Wednesday, February 26, 2014

Obama, Time to Wash Your Hands of Afghanistan


If the United States cannot come up with one scenario in which it would return American troops to Afghanistan in large numbers, it should fold its tent and leave by the end of the year.  Put another way, what does the U.S. think it can achieve in Afghanistan with a meagre force of 3,000 soldiers when it accomplished next to nothing over more than a decade with 112,000 ISAF troops and another 60,000 American soldiers?

Karzai, even though he's on his way out, isn't playing ball with the Americans, refusing to conclude a new bilateral security agreement (BSA).  Perhaps Karzai's successor will be more agreeable but that still doesn't leave the Americans much time if they're to keep the option of a complete departure by the end of 2014. 

Maybe this is all a matter of optics.  Nobody in Washington, either on Capital Hill or the Pentagon, wants to be tagged with another "last chopper out of Saigon" moment.  Yet that's the very scenario they might be creating if they leave behind a face-saving, token contingent that could be run out of the country in the ensuing civil war.

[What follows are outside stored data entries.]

use crate::error::{Error, Result};
use crate::token::{Op, Token};
use crate::trig::FUNCTIONS;
use std::f64::consts::PI;
use std::iter::Peekable;
use std::str::Chars;

/// What the lexer expects next. A `-` read while expecting an operand is a
/// unary minus.
#[derive(Debug, Clone, Copy, PartialEq, Eq)]
pub enum LexState {
    /// Start of input, or after an operator, a function or `(`
    ExpectOperand,
    /// After a number, a constant or `)`
    ExpectOperator,
}

impl LexState {
    fn after(token: &Token) -> Self {
        match *token {
            Token::Number(_) | Token::RParen => Self::ExpectOperator,
            Token::Op(_) | Token::Function(_) | Token::LParen => Self::ExpectOperand,
        }
    }
}

/// Split `input` into tokens
pub fn tokenize(input: &str) -> Result<Vec<Token>> {
    Lexer::new(input).tokenize()
}

/// An helper struct for lexing the input
pub struct Lexer<'a> {
    input: Peekable<Chars<'a>>,
    state: LexState,
}

impl<'a> Lexer<'a> {
    /// Create a lexer at the start of `string`
    #[must_use]
    pub fn new(string: &'a str) -> Self {
        Lexer {
            input: string.chars().peekable(),
            state: LexState::ExpectOperand,
        }
    }

    /// Consume the whole input and return its tokens in order
    pub fn tokenize(&mut self) -> Result<Vec<Token>> {
        let mut output = Vec::new();
        while let Some(token) = self.next_token()? {
            self.state = LexState::after(&token);
            output.push(token);
        }
        Ok(output)
    }

    fn next_token(&mut self) -> Result<Option<Token>> {
        let c = loop {
            match self.input.next() {
                Some(c) if c.is_whitespace() => continue,
                Some(c) => break c,
                None => return Ok(None),
            }
        };
        let token = match c {
            c if is_number_part(c) => self.number(c)?,
            c if is_word_part(c) => self.word(c)?,
            '-' if self.state == LexState::ExpectOperand => Token::Op(Op::Neg),
            '-' => Token::Op(Op::Minus),
            '+' => Token::Op(Op::Plus),
            '*' => Token::Op(Op::Mul),
            '/' => Token::Op(Op::Div),
            '^' => Token::Op(Op::Exp),
            '(' => Token::LParen,
            ')' => Token::RParen,
            other => {
                return Err(Error::Lex(format!("unrecognized character: {}", other)));
            }
        };
        Ok(Some(token))
    }

    fn number(&mut self, first: char) -> Result<Token> {
        let mut literal = String::new();
        literal.push(first);
        while let Some(&c) = self.input.peek() {
            if !is_number_part(c) {
                break;
            }
            self.input.next();
            literal.push(c);
            if c == '.' && literal.matches('.').count() > 1 {
                return Err(Error::Lex(format!(
                    "multiple decimal points in {}",
                    literal
                )));
            }
        }
        if !literal.chars().any(|c| c.is_ascii_digit()) {
            return Err(Error::Lex(format!("invalid number: {}", literal)));
        }
        Ok(Token::Number(literal))
    }

    fn word(&mut self, first: char) -> Result<Token> {
        let mut word = String::new();
        word.push(first);
        while let Some(&c) = self.input.peek() {
            if !is_word_part(c) {
                break;
            }
            self.input.next();
            word.push(c);
        }
        if word.eq_ignore_ascii_case("pi") {
            Ok(Token::Number(PI.to_string()))
        } else if let Some(&func) = FUNCTIONS.get(word.as_str()) {
            Ok(Token::Function(func))
        } else {
            Err(Error::Lex(format!("unrecognized function: {}", word)))
        }
    }
}

/// Check if `c` can appear inside a number literal
fn is_number_part(c: char) -> bool {
    c == '.' || c.is_ascii_digit()
}

/// Check if `c` can appear inside a constant or function name
fn is_word_part(c: char) -> bool {
    c.is_ascii_alphabetic()
}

Obama should bear in mind the warning of a British general a century ago:

“When planning a military expedition into Pashtun tribal areas, the first thing you must plan is your retreat. All expeditions into this area sooner or later end in retreat under fire.”
So wrote British general, Andrew Skeen, in the early 1900s in his guide to military operations in the Pashtun tribal belt. 




2 comments:

ThinkingManNeil said...

A complete military history of Afghanistan over the entire course of human civilization could probably summed up with the following words printed in a single chapter on a single page:

AFGHANISTAN

Unconquerable. Unwinnable. Unbowed.

Do yourself and them a favour and stay home.

Leave them alone.


N.

The Mound of Sound said...

What is today called Afghanistan was home to no fewer than 3 major tributaries of the Silk Road. That brought so many ethnically and racially diverse groups into the South Asian/Caucasus region. Pashtun, Uzbek, Tajik, Hazara, Turkmen and more. East Asian, South Asian (Pashtun and Baloch), Persian, Caucasian, Turk and Arab. It's like herding cats. It's virtually ungovernable for very long.